═════ GIVEN RECORDS

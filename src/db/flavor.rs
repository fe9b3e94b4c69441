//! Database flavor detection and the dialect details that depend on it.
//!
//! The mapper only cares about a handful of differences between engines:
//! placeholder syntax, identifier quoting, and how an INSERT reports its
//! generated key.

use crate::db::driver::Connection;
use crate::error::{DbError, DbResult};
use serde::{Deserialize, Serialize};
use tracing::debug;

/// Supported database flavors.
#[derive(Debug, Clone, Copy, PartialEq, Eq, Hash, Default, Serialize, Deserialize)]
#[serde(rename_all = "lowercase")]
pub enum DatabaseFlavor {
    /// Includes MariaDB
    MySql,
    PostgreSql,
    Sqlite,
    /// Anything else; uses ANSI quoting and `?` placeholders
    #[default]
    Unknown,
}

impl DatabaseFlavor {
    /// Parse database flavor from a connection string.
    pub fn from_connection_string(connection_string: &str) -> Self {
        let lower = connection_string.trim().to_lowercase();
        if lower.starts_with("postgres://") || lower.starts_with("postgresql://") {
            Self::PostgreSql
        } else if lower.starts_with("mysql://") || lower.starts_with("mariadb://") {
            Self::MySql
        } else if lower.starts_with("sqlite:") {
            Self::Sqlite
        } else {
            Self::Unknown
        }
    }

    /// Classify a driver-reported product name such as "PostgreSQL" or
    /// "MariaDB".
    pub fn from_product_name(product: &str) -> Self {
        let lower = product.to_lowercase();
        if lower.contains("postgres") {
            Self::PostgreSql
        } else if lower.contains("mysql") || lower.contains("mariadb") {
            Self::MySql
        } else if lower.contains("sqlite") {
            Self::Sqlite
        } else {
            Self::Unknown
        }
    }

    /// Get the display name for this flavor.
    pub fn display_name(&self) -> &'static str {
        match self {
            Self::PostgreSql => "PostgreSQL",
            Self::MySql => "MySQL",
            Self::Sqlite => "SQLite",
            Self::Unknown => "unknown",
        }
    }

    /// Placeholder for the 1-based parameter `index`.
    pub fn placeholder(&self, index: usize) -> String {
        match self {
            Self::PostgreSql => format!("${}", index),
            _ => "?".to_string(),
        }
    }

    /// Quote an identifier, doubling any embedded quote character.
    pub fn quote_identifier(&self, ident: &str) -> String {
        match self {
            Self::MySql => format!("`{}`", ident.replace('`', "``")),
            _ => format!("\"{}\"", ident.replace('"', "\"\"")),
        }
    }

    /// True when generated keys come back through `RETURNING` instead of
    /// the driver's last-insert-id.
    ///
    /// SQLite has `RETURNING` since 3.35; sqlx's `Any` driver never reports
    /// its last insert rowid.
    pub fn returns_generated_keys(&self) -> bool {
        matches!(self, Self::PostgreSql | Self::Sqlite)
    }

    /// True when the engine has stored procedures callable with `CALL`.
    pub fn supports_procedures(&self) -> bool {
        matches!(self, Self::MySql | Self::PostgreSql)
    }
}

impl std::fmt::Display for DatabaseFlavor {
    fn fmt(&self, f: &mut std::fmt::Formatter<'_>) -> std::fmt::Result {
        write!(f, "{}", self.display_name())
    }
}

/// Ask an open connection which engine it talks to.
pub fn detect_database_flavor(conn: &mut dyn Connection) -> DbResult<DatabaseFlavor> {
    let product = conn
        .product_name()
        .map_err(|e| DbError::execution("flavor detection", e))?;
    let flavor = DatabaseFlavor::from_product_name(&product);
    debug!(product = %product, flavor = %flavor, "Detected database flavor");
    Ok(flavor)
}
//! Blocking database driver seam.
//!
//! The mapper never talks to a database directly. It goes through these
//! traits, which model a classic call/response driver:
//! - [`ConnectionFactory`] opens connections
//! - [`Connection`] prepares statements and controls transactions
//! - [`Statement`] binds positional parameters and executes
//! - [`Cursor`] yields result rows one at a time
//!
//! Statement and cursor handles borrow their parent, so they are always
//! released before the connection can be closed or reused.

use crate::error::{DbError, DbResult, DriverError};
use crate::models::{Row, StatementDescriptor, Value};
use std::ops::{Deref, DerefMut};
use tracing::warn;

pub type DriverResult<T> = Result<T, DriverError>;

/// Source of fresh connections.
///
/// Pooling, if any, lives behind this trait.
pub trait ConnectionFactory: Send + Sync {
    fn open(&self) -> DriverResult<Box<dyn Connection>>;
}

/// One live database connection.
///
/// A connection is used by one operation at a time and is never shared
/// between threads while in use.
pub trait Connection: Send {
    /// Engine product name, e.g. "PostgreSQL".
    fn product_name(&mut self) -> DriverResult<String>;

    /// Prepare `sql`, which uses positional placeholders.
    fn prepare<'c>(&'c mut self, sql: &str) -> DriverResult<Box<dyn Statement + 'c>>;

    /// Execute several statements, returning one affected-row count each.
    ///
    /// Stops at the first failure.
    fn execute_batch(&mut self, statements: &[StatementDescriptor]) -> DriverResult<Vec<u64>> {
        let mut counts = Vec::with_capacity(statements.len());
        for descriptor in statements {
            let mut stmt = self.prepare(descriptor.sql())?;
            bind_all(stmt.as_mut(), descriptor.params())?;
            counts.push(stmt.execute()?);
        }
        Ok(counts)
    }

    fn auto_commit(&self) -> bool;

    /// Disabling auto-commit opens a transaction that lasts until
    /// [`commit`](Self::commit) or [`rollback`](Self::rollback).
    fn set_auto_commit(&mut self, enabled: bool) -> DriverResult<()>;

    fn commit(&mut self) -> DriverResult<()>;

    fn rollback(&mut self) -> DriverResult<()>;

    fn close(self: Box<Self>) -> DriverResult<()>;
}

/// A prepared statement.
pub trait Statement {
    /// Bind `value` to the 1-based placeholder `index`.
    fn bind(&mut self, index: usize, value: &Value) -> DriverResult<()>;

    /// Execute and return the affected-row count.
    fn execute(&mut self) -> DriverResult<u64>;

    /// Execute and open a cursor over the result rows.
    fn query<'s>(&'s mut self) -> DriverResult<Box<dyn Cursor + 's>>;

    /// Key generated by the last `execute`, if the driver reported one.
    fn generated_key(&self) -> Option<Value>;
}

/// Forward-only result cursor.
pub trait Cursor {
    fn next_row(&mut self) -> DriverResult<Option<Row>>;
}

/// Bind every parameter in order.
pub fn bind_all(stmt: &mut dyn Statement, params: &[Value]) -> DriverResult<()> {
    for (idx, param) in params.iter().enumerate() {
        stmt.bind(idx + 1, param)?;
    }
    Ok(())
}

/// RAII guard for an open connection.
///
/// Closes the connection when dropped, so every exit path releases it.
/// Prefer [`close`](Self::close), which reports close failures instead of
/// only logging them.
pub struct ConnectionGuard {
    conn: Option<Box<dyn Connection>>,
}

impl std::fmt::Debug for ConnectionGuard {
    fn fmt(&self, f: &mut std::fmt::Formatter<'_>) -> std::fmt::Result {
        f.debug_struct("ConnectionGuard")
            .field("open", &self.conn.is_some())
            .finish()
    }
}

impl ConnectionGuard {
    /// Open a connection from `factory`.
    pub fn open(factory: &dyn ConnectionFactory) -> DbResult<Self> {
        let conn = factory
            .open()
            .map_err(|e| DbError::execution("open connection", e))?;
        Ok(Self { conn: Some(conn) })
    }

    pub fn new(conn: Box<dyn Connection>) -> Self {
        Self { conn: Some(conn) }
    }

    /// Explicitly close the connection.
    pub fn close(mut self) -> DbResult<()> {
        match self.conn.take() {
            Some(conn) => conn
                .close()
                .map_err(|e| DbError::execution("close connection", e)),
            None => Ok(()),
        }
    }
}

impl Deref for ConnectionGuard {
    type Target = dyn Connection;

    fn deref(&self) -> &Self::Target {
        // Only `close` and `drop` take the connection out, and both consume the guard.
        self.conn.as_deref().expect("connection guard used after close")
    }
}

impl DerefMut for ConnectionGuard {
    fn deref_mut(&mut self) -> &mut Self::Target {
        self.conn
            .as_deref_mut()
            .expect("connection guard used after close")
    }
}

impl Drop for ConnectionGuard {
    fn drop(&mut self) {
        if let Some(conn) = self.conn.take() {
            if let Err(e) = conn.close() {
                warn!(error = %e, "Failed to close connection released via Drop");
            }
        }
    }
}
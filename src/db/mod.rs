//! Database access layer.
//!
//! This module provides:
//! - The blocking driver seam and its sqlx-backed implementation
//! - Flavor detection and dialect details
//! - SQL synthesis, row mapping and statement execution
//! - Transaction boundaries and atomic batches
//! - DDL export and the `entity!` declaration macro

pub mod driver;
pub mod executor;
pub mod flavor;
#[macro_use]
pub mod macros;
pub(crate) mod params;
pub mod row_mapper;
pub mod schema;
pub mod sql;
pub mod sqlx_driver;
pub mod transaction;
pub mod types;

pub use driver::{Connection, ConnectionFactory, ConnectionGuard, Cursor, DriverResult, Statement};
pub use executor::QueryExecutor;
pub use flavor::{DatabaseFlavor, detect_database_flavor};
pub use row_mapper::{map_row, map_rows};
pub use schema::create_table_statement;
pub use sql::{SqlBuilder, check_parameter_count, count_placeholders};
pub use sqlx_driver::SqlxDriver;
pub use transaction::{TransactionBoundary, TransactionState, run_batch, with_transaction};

══════════

## PROBLEM TO WORK ON
Whenever the word "filename" occurs in a line above, copy that line.

## TASK OUTPUT
filename src/db/flavor.rs
filename src/db/mod.rs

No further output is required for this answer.